▶ What is expected
Find every line of the listing below where "Result" appears, and copy it.

**** Input for this task

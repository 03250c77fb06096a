//! WASM bindings for frontend round replay

#![cfg(feature = "wasm")]

use wasm_bindgen::prelude::*;

use crate::{generate_round, resolve_round, DoorName, PartnerProfile, RoundContext, SeededRng};

fn parse_door(label: &str) -> Result<DoorName, JsError> {
    label
        .parse::<DoorName>()
        .map_err(|e| JsError::new(&e))
}

fn seed_from_bytes(seed: &[u8]) -> Result<[u8; 32], JsError> {
    seed.try_into()
        .map_err(|_| JsError::new("Seed must be exactly 32 bytes"))
}

/// Generate the context a given round of a run would start with.
///
/// # Arguments
/// * `seed` - 32-byte session randomness seed
/// * `round_number` - 1-based round number (also the RNG stream index)
///
/// # Returns
/// JSON serialized RoundContext
#[wasm_bindgen]
pub fn preview_round(seed: &[u8], round_number: u32) -> Result<JsValue, JsError> {
    let seed_arr = seed_from_bytes(seed)?;
    let mut rng = SeededRng::new(&seed_arr, round_number);
    let context = generate_round(round_number, &PartnerProfile::default(), &mut rng);

    serde_wasm_bindgen::to_value(&context)
        .map_err(|e| JsError::new(&format!("Serialization error: {}", e)))
}

/// Replay one round end to end from its seed and the participant's inputs.
///
/// `player_message` and `player_door_choice` are display labels
/// (`"Door A"`..`"Door D"`).
///
/// # Returns
/// JSON serialized RoundOutcome
#[wasm_bindgen]
pub fn replay_round(
    seed: &[u8],
    round_number: u32,
    player_message: &str,
    player_door_choice: &str,
) -> Result<JsValue, JsError> {
    let seed_arr = seed_from_bytes(seed)?;
    let message = parse_door(player_message)?;
    let choice = parse_door(player_door_choice)?;

    let mut rng = SeededRng::new(&seed_arr, round_number);
    let context = generate_round(round_number, &PartnerProfile::default(), &mut rng);

    if !context.partner_doors.contains(message) {
        return Err(JsError::new(&format!("{} is not a partner door", message)));
    }
    if !context.player_doors.contains(choice) {
        return Err(JsError::new(&format!("{} is not a player door", choice)));
    }

    let outcome = resolve_round(&context, message, choice);

    serde_wasm_bindgen::to_value(&outcome)
        .map_err(|e| JsError::new(&format!("Serialization error: {}", e)))
}

/// Resolve a previously generated round context against the participant's
/// inputs.
///
/// # Arguments
/// * `context_json` - JSON serialized RoundContext (as from `preview_round`)
/// * `player_message` / `player_door_choice` - display labels
///
/// # Returns
/// JSON serialized RoundOutcome
#[wasm_bindgen]
pub fn resolve_round_json(
    context_json: &str,
    player_message: &str,
    player_door_choice: &str,
) -> Result<JsValue, JsError> {
    let context: RoundContext = serde_json::from_str(context_json)
        .map_err(|e| JsError::new(&format!("Invalid round context: {}", e)))?;
    let message = parse_door(player_message)?;
    let choice = parse_door(player_door_choice)?;

    if !context.partner_doors.contains(message) {
        return Err(JsError::new(&format!("{} is not a partner door", message)));
    }
    if !context.player_doors.contains(choice) {
        return Err(JsError::new(&format!("{} is not a player door", choice)));
    }

    let outcome = resolve_round(&context, message, choice);

    serde_wasm_bindgen::to_value(&outcome)
        .map_err(|e| JsError::new(&format!("Serialization error: {}", e)))
}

********

▶ Reply to the exercise
fn parse_door(label: &str) -> Result<DoorName, JsError> {
fn seed_from_bytes(seed: &[u8]) -> Result<[u8; 32], JsError> {
pub fn preview_round(seed: &[u8], round_number: u32) -> Result<JsValue, JsError> {
) -> Result<JsValue, JsError> {
) -> Result<JsValue, JsError> {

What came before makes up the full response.